The war for reducing plastic usage in our everyday lives has been going on for quite a while, and by every day we come closer and closer to victory. Spreading out the word on the negative effects of plastic usage, educating and incentivizing people to take care of our planet is crucial for success.
It may even be more important than cleaning up a hill by yourself because through spreading the word you bring in many others who’ll help you clean two, three hills in the same amount of time. Solely for this reason, CENN, Cannes Lions Georgia, and The National Museum of Georgia have worked together to present an exhibition of young designers’ conceptual work on the topic.
The exhibition took place in The National Museum of Georgia on 26th July, where they displayed the works of local designers from the Young Lions Georgia contest. It is not a coincidence that participants of young lions had to prepare prints on the dangers of plastic usage. The contest, as well as the exhibition, were both directed towards increasing awareness.
We talked to Nino Devzadze, the assistant of program executive at USAID, to give us some insights about the exhibition and their project in general.
What is the core reason for this event?
Nino: Through this exhibition, we want to get a new segment of individuals involved in the fight against plastic. Visual prints that young designers of Georgia prepared for the Cannes contest bring people closer to the problem, helps them better understand it. As for the designers, they had to directly work and think about the problem whit plastic usage, making them even more aware of the situation we’re in.
Why did you choose this location for the event?
Nino: The National Museum of Georgia is an open space, people come here every day to take a tour, and now they’re checking out our exhibition as well. This gives us the opportunity to attract more people, even tourists and those working here. Additionally, we had planned another event for schoolchildren who had a contest on which school would collect more trash. Today is the announcement of the winners, and we brought these two events together for even more exposure.
As we found out from Nino, 89 schools around Georgia have taken part in a contest where children from the seventh grade and above had to compete in who would collect the most trash.
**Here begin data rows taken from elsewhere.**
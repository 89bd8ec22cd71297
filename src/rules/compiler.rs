//! Rule compilation.
//!
//! # Responsibilities
//! - Tokenize line-oriented rules (`pattern status replacement`)
//! - Validate structured records against the rule schema
//! - Compile patterns (through the shared [`PatternCache`]) and templates
//! - Optionally duplicate rules under localized path prefixes
//!
//! # Design Decisions
//! - Errors are collected per rule; the offending rule is dropped
//! - Line patterns are enhanced (anchored, optional trailing slash);
//!   record patterns are used exactly as written
//! - Localized duplicates follow their source rule, preserving order

use serde_json::Value;

use crate::routing::matcher::Matcher;
use crate::rules::error::{CompileErrorReason, RuleCompilationError, SourceRef};
use crate::rules::pattern::{enhance_pattern, PatternCache};
use crate::rules::source::{RuleRecord, RuleSource};
use crate::rules::template::Template;
use crate::rules::{Action, Rule, RuleSet};

/// Status used for structured redirects that do not name one.
pub const DEFAULT_REDIRECT_STATUS: u16 = 301;

/// Status recorded for structured rewrites.
pub const REWRITE_STATUS: u16 = 200;

/// Result of compiling a rule source.
#[derive(Debug, Default)]
pub struct CompileOutcome {
    pub rules: RuleSet,
    pub errors: Vec<RuleCompilationError>,
}

/// Compiles raw rule sources into a [`RuleSet`].
#[derive(Debug, Clone, Default)]
pub struct RuleCompiler {
    cache: PatternCache,
    localized_prefixes: Vec<String>,
}

/// A tokenized rule line.
struct LineRule<'a> {
    pattern: &'a str,
    status: u16,
    replacement: &'a str,
}

impl RuleCompiler {
    /// Create a compiler with its own pattern cache.
    pub fn new() -> Self {
        Self::default()
    }

    /// Also emit a copy of every rule under each `/<prefix>` path.
    pub fn with_localized_prefixes(mut self, prefixes: Vec<String>) -> Self {
        self.localized_prefixes = prefixes
            .into_iter()
            .map(|p| p.trim_matches('/').to_string())
            .filter(|p| !p.is_empty())
            .collect();
        self
    }

    pub fn cache(&self) -> &PatternCache {
        &self.cache
    }

    /// Compile any supported rule source.
    pub fn compile(&self, source: &RuleSource) -> CompileOutcome {
        match source {
            RuleSource::Text(text) => self.compile_text(text),
            RuleSource::Records(records) => self.compile_records(records),
        }
    }

    /// Compile line-oriented rules.
    pub fn compile_text(&self, text: &str) -> CompileOutcome {
        let mut rules = Vec::new();
        let mut errors = Vec::new();

        for (index, raw) in text.lines().enumerate() {
            let location = SourceRef::Line(index + 1);
            let line = match tokenize(raw) {
                Ok(Some(line)) => line,
                Ok(None) => continue,
                Err(reason) => {
                    errors.push(RuleCompilationError::new(location, raw.trim(), reason));
                    continue;
                }
            };

            // A broken source rule is reported once; its localized copies are skipped.
            let source_rule =
                self.line_rule(location, line.pattern, line.status, line.replacement);
            let rule = match source_rule {
                Ok(rule) => rule,
                Err(reason) => {
                    errors.push(RuleCompilationError::new(location, raw.trim(), reason));
                    continue;
                }
            };
            rules.push(rule);

            for lang in &self.localized_prefixes {
                let Some(pattern) = localize_pattern(line.pattern, lang) else {
                    continue;
                };
                let replacement = localize_target(line.replacement, lang);
                match self.line_rule(location, &pattern, line.status, &replacement) {
                    Ok(rule) => rules.push(rule),
                    Err(reason) => {
                        errors.push(RuleCompilationError::new(location, raw.trim(), reason))
                    }
                }
            }
        }

        CompileOutcome {
            rules: RuleSet::new(rules),
            errors,
        }
    }

    /// Compile structured records.
    pub fn compile_records(&self, records: &[Value]) -> CompileOutcome {
        let mut rules = Vec::new();
        let mut errors = Vec::new();

        for (index, value) in records.iter().enumerate() {
            let location = SourceRef::Record(index);
            let record = match serde_json::from_value::<RuleRecord>(value.clone()) {
                Ok(record) => record,
                Err(e) => {
                    errors.push(RuleCompilationError::new(
                        location,
                        value.to_string(),
                        CompileErrorReason::Schema(e.to_string()),
                    ));
                    continue;
                }
            };

            let rule = match self.record_rule(location, &record) {
                Ok(rule) => rule,
                Err(reason) => {
                    let error = RuleCompilationError::new(location, value.to_string(), reason);
                    errors.push(error);
                    continue;
                }
            };
            rules.push(rule);

            let localized = self
                .localized_prefixes
                .iter()
                .filter_map(|lang| localize_record(&record, lang));
            for variant in localized {
                match self.record_rule(location, &variant) {
                    Ok(rule) => rules.push(rule),
                    Err(reason) => {
                        let error = RuleCompilationError::new(location, value.to_string(), reason);
                        errors.push(error);
                    }
                }
            }
        }

        CompileOutcome {
            rules: RuleSet::new(rules),
            errors,
        }
    }

    fn line_rule(
        &self,
        location: SourceRef,
        pattern: &str,
        status: u16,
        replacement: &str,
    ) -> Result<Rule, CompileErrorReason> {
        let regex = self.cache.get_or_compile(&enhance_pattern(pattern))?;
        let template = Template::parse(replacement, Some(&regex));

        let action = if is_redirect_status(status) {
            Action::Redirect {
                status,
                location: template,
            }
        } else {
            Action::Rewrite {
                status,
                path: template,
                origin: None,
            }
        };

        Ok(Rule {
            source: location,
            matcher: Matcher::pattern(pattern, regex, None),
            action,
        })
    }

    fn record_rule(
        &self,
        location: SourceRef,
        record: &RuleRecord,
    ) -> Result<Rule, CompileErrorReason> {
        let test = &record.test;
        let host = test.host_exact.as_deref().map(str::trim).filter(|h| !h.is_empty());

        let matcher = match (&test.path_exact, &test.path_pattern) {
            (Some(path), None) => {
                if !path.starts_with('/') {
                    return Err(schema(format!("path_exact `{}` must start with '/'", path)));
                }
                match host {
                    Some(host) => Matcher::exact_host_and_path(host, path),
                    None => Matcher::exact_path(path),
                }
            }
            (None, Some(pattern)) => {
                let regex = self.cache.get_or_compile(pattern)?;
                Matcher::pattern(pattern.as_str(), regex, host)
            }
            (Some(_), Some(_)) => return Err(schema("test has both path_exact and path_pattern")),
            (None, None) => return Err(schema("test needs path_exact or path_pattern")),
        };

        let regex = matcher.regex();
        let action = match (&record.redirect, &record.rewrite) {
            (Some(redirect), None) => {
                let status = redirect.status_code.unwrap_or(DEFAULT_REDIRECT_STATUS);
                if !is_redirect_status(status) {
                    return Err(schema(format!("redirect status {} is not 3xx", status)));
                }
                Action::Redirect {
                    status,
                    location: Template::parse(&redirect.location, regex),
                }
            }
            (None, Some(rewrite)) => {
                if let Some(origin) = &rewrite.origin {
                    if !has_http_scheme(origin) {
                        let message = format!("rewrite origin `{}` must be an http(s) URL", origin);
                        return Err(schema(message));
                    }
                }
                Action::Rewrite {
                    status: REWRITE_STATUS,
                    path: Template::parse(&rewrite.path, regex),
                    origin: rewrite.origin.as_deref().map(|o| Template::parse(o, regex)),
                }
            }
            (Some(_), Some(_)) => return Err(schema("rule has both redirect and rewrite")),
            (None, None) => return Err(schema("rule needs redirect or rewrite")),
        };

        Ok(Rule {
            source: location,
            matcher,
            action,
        })
    }
}

fn schema(message: impl Into<String>) -> CompileErrorReason {
    CompileErrorReason::Schema(message.into())
}

fn is_redirect_status(status: u16) -> bool {
    (300..400).contains(&status)
}

/// Case-insensitive `http://` / `https://` prefix test.
pub fn has_http_scheme(location: &str) -> bool {
    ["http://", "https://"].iter().any(|scheme| {
        location.len() >= scheme.len()
            && location.as_bytes()[..scheme.len()].eq_ignore_ascii_case(scheme.as_bytes())
    })
}

/// Split a rule line into its three tokens.
///
/// Returns `Ok(None)` for blank and comment lines. A token starting with `#`
/// begins a trailing comment.
fn tokenize(raw: &str) -> Result<Option<LineRule<'_>>, CompileErrorReason> {
    let tokens: Vec<&str> = raw
        .split_whitespace()
        .take_while(|t| !t.starts_with('#'))
        .collect();

    match tokens.as_slice() {
        [] => Ok(None),
        [pattern, status, replacement] => {
            let status = status
                .parse::<u16>()
                .map_err(|_| CompileErrorReason::InvalidStatus(status.to_string()))?;
            Ok(Some(LineRule {
                pattern: *pattern,
                status,
                replacement: *replacement,
            }))
        }
        other => Err(CompileErrorReason::TokenCount(other.len())),
    }
}

fn prefix_path(path: &str, lang: &str) -> String {
    if path == "/" {
        format!("/{}", lang)
    } else {
        format!("/{}{}", lang, path)
    }
}

/// `/old` → `/zh/old`, `^/old` → `^/zh/old`. Patterns not rooted at `/` are not localized.
fn localize_pattern(pattern: &str, lang: &str) -> Option<String> {
    match pattern.strip_prefix('^') {
        Some(rest) if rest.starts_with('/') => Some(format!("^{}", prefix_path(rest, lang))),
        Some(_) => None,
        None if pattern.starts_with('/') => Some(prefix_path(pattern, lang)),
        None => None,
    }
}

/// Prefix path-shaped targets; absolute URLs are left alone.
fn localize_target(target: &str, lang: &str) -> String {
    if target.starts_with('/') {
        prefix_path(target, lang)
    } else {
        target.to_string()
    }
}

fn localize_record(record: &RuleRecord, lang: &str) -> Option<RuleRecord> {
    let mut localized = record.clone();
    match (&record.test.path_exact, &record.test.path_pattern) {
        (Some(path), None) if path.starts_with('/') => {
            localized.test.path_exact = Some(prefix_path(path, lang));
        }
        (None, Some(pattern)) => {
            localized.test.path_pattern = Some(localize_pattern(pattern, lang)?);
        }
        // Invalid tests are reported once, for the source record.
        _ => return None,
    }
    if let Some(redirect) = localized.redirect.as_mut() {
        redirect.location = localize_target(&redirect.location, lang);
    }
    if let Some(rewrite) = localized.rewrite.as_mut() {
        rewrite.path = localize_target(&rewrite.path, lang);
    }
    Some(localized)
}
In total, 42 tons of paper has been recycled!
The contest held up in four regions of Georgia – Tbilisi, Adjara, Shida Kartli, and Kakheti, and from these 89 schools, only seven became finalists, and it was quite a pleasing feeling to see all these kids gathered around posters on ending plastic usage.
Are there any other measures that you’ve taken against plastic usage?
Nino: Yes, aside from spreading the word, our organization, USAID, is purchasing new technologies that recycle trash. There already are 26 spots where you can bring out pre-sorted trash for recycling. Additionally, we are putting out new trash cans for sorting out the glass, paper, plastic and other types of trash. Soon, there will be new rules on plastic usage and recycling in legislation too.